私は必死で奴と目を合わせないように視線を逸らす。きっと家に帰ってからさんざんお仕置きされるんだろうなー・・・――って、何で私がそこまで肩身の狭い思いをしなきゃいけないの!?
や・・・やばいわ。最近自分の意志が薄れてきてる・・・・!

そういえば今の今まで忘れてたけど、尾崎君が私達のこと誰かに喋ったら私の高校生活終わり・・・よね?ハッ!パニックで完璧にその事忘れてたっっ!!
ど、どうしよう・・・学校についてから口止めしようかな・・・。
「どーしたハル?行くぞ」
相当考え込んでいた私に向かって不機嫌モード突入の拓馬が声をかける。
「わっ――ちょっと!」
そして「え?」と思った瞬間には手を握られ強制連行。
ちょっと・・・そんな事しなくても逃げないって!!っていうか人前でこんなのすーるーなぁー!!
「離してよっ」
恥ずかしさのあまり手を振り解こうとした私に対して更に強い力でギュッと腕を掴んでくる拓馬。そして「ヤダね」と一蹴。
・・・全くコイツはっ・・・!!

そんな私達を見た尾崎君は何故か何の感情も読み取れない表情を浮かべていた。でも生憎拓馬の相手をしている私の目にそんなものが入ってくるはずも無く。
「尾崎君〜!」
私が彼に助けを求めたときにはいつもの人懐っこい表情に戻っていたから尚更。
「先輩、ハルちゃん嫌がってますけど?そんなのだから嫌われるんですよ」
「なっ・・・!?」
そしてまた2人の言い合いが始まる。
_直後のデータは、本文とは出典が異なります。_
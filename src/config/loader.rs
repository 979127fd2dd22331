//! Configuration loading from embedded resources and disk.

use std::fs;
use std::path::{Path, PathBuf};

use crate::config::resources;
use crate::config::schema::LoggingConfig;
use crate::config::validation::{validate_config, ValidationError};
use crate::layout::LayoutError;
use crate::targets::{TargetError, TargetKind};

/// Error type for configuration loading and lookups.
#[derive(Debug, thiserror::Error)]
pub enum ConfigError {
    #[error("no embedded resource named '{0}'")]
    UnknownResource(String),

    #[error("IO error reading {path}: {source}", path = .path.display())]
    Io {
        path: PathBuf,
        #[source]
        source: std::io::Error,
    },

    #[error("Parse error: {0}")]
    Parse(#[from] toml::de::Error),

    #[error("Validation failed: {}", join_errors(.0))]
    Validation(Vec<ValidationError>),

    #[error("target '{0}' not found")]
    TargetNotFound(String),

    #[error("target '{name}' is a {actual} target, not {expected}")]
    TargetKindMismatch {
        name: String,
        expected: &'static str,
        actual: TargetKind,
    },

    #[error("invalid layout for target '{target}': {source}")]
    Layout {
        target: String,
        #[source]
        source: LayoutError,
    },

    #[error(transparent)]
    Target(#[from] TargetError),
}

fn join_errors(errors: &[ValidationError]) -> String {
    errors
        .iter()
        .map(ToString::to_string)
        .collect::<Vec<_>>()
        .join(", ")
}

/// Parse and validate configuration from TOML text.
pub fn parse_config(content: &str) -> Result<LoggingConfig, ConfigError> {
    let config: LoggingConfig = toml::from_str(content)?;

    validate_config(&config).map_err(ConfigError::Validation)?;

    Ok(config)
}

/// Load and validate configuration from a TOML file.
pub fn load_config(path: &Path) -> Result<LoggingConfig, ConfigError> {
    let content = fs::read_to_string(path).map_err(|source| ConfigError::Io {
        path: path.to_path_buf(),
        source,
    })?;
    parse_config(&content)
}

/// Load and validate configuration from a resource bundled into the binary.
pub fn load_resource(name: &str) -> Result<LoggingConfig, ConfigError> {
    let content =
        resources::resource(name).ok_or_else(|| ConfigError::UnknownResource(name.to_string()))?;
    parse_config(content)
}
とりあえず私は解放されたからOKって事で。
そして2人の会話を聞きながら笑う自分がそこにはいた。こんな状況なのに、もう本当に危機的状況なのに。それでも何故か楽しいと感じてしまった私。
こんなのも悪くないのかな・・・なんて思っちゃったりして。明らかに初めてあった日から拓馬に洗脳されて行ってる。
それから最近、自分が惷の事を考えている時間が少なくなったのに気づく。
もしかしてこれも拓馬のお陰・・・なのかな?やっぱり・・・。認めたくないけど、すごく皮肉なことに。もう少しで克服できるかもしれない・・・惷の事。
そう思うと物凄く複雑な気分になった。彼のことを好きだという気持ちが薄れていくのが少し悲しかった。
――でも。

「ハル、何してんだ?置いてくぞ」
無愛想な顔でそう言って手を差し伸べてくる拓馬に無意識で体が動いてしまうのも事実で。
多分好きなんて気持ち、まだこれっぽっちもないんだろうけど。それでも今のこの状態は最初に比べると大分まし。・・・ううん、それよりずっといい。
だから、私は。

「うんっ」

今はその手を握ってゆっくり歩いていくのも悪くないな、なんて思えた。
・・・もうちょっとコイツと、一緒に居てやってもいいかな。
期限は3ヶ月間。時間はまだある。
とりあえず少しだけ婚約破棄宣言はおあずけって事で・・・・・・ね。